Lessons from WriteBook - Lesson 1 - Eloquent Ruby Snippets

The best way of learning is by reading and extracting.

Here is a lesson from 37 Signal’s Writebook code base.

I’ve extracted it as a quiz for you:

# how would you convert this array:
color_array = ["black", "blue", "green", "magenta", "orange", "violet", "white"] 

# into this hash:
color_hash = {"black"=>"black", "blue"=>"blue", 
              "green"=>"green", "magenta"=>"magenta", 
              "orange"=>"orange", "violet"=>"violet", 
              "white"=>"white"}

# and do so eloquently?

Answer:

%w[ black blue green magenta 
    orange violet white ].index_by(&:itself)
# => {"black"=>"black", "blue"=>"blue", 
#     "green"=>"green", "magenta"=>"magenta", 
#     "orange"=>"orange", "violet"=>"violet", "white"=>"white"}

Let’s break down the above:

  • what does %w mean?? Results in an array of strings.
  • What does index_by mean? Basically it converts an enumerable into a hash.
  • itself. I had never heard of that. But it is a ruby method which returns the object itself.

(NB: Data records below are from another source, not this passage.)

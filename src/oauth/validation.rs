//! Stateless request and client validation.
//!
//! Pure functions over explicit request data returning typed results; the
//! orchestrators decide how failures are rendered. Checks run in a fixed
//! order and the first failure wins.

use crate::errors::OAuthError;
use crate::oauth::types::{AuthorizationRequest, AuthorizeQuery, OAuthClient, ResponseType, TokenForm};

/// Validate an authorization request's parameters.
///
/// Presence of `client_id`, `redirect_uri`, and `response_type` is checked in
/// that order, then the response type value, then that the scope string is
/// non-blank and contains `openid`.
pub fn validate_authorization_request(
    query: &AuthorizeQuery,
) -> Result<AuthorizationRequest, OAuthError> {
    let client_id = require_param(query.client_id.as_deref(), "client_id")?;
    let redirect_uri = require_param(query.redirect_uri.as_deref(), "redirect_uri")?;
    let response_type = require_param(query.response_type.as_deref(), "response_type")?;

    if response_type != "code" {
        return Err(OAuthError::UnsupportedResponseType(format!(
            "Unsupported response_type: {}",
            response_type
        )));
    }

    let scope = query.scope.as_deref().unwrap_or_default().trim();
    if scope.is_empty() {
        return Err(OAuthError::InvalidScope("Missing scope".to_string()));
    }
    if !scope.split_whitespace().any(|s| s == "openid") {
        return Err(OAuthError::InvalidScope(
            "Scope must include openid".to_string(),
        ));
    }

    Ok(AuthorizationRequest {
        client_id: client_id.to_string(),
        redirect_uri: redirect_uri.to_string(),
        scope: scope.to_string(),
        state: query.state.clone(),
        nonce: query.nonce.clone(),
        code_challenge: query.code_challenge.clone(),
        code_challenge_method: query.code_challenge_method.clone(),
    })
}

/// Validate the client resolved for an authorization request.
///
/// Four checks in fixed order: client exists, client is active, the redirect
/// URI is registered (exact string match, no normalization), and the client
/// supports the `code` response type.
pub fn validate_client<'a>(
    client: Option<&'a OAuthClient>,
    redirect_uri: &str,
) -> Result<&'a OAuthClient, OAuthError> {
    let client =
        client.ok_or_else(|| OAuthError::InvalidClient("Invalid client_id".to_string()))?;

    if !client.active {
        return Err(OAuthError::InvalidClient(
            "Client is not active".to_string(),
        ));
    }

    if !client.redirect_uris.iter().any(|uri| uri == redirect_uri) {
        return Err(OAuthError::InvalidRequest(
            "Invalid redirect_uri".to_string(),
        ));
    }

    if !client.response_types.contains(&ResponseType::Code) {
        return Err(OAuthError::UnsupportedResponseType(
            "Client does not support the code response type".to_string(),
        ));
    }

    Ok(client)
}

/// Validate presence of `grant_type` on a token request
pub fn validate_token_request(form: &TokenForm) -> Result<&str, OAuthError> {
    require_param(form.grant_type.as_deref(), "grant_type")
}

/// Validate the parameters specific to the authorization_code grant, in
/// order: `code` then `redirect_uri`.
pub fn validate_authorization_code_params(form: &TokenForm) -> Result<(&str, &str), OAuthError> {
    let code = require_param(form.code.as_deref(), "code")?;
    let redirect_uri = require_param(form.redirect_uri.as_deref(), "redirect_uri")?;
    Ok((code, redirect_uri))
}

fn require_param<'a>(value: Option<&'a str>, name: &str) -> Result<&'a str, OAuthError> {
    match value {
        Some(v) if !v.is_empty() => Ok(v),
        _ => Err(OAuthError::InvalidRequest(format!("Missing {}", name))),
    }
}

Shamelessly extracted from Basecamp’s Writebook, for your learning pleasure:

class Book < ApplicationRecord
  # ... 

  enum :theme, %w[ black blue green magenta orange violet white ].index_by(&:itself), suffix: true, default: :blue  
end

The only way of learning is by reading and implementing it yourself.

Permissions

I thank the creators of Basecamp for releasing Writebook!

I have extracted snippets purely for pedagogical purposes.

However, I have not sought permission to do this, and it is entirely possible that someone might object - if so, pls send me a msg and this post will be removed, no questions asked.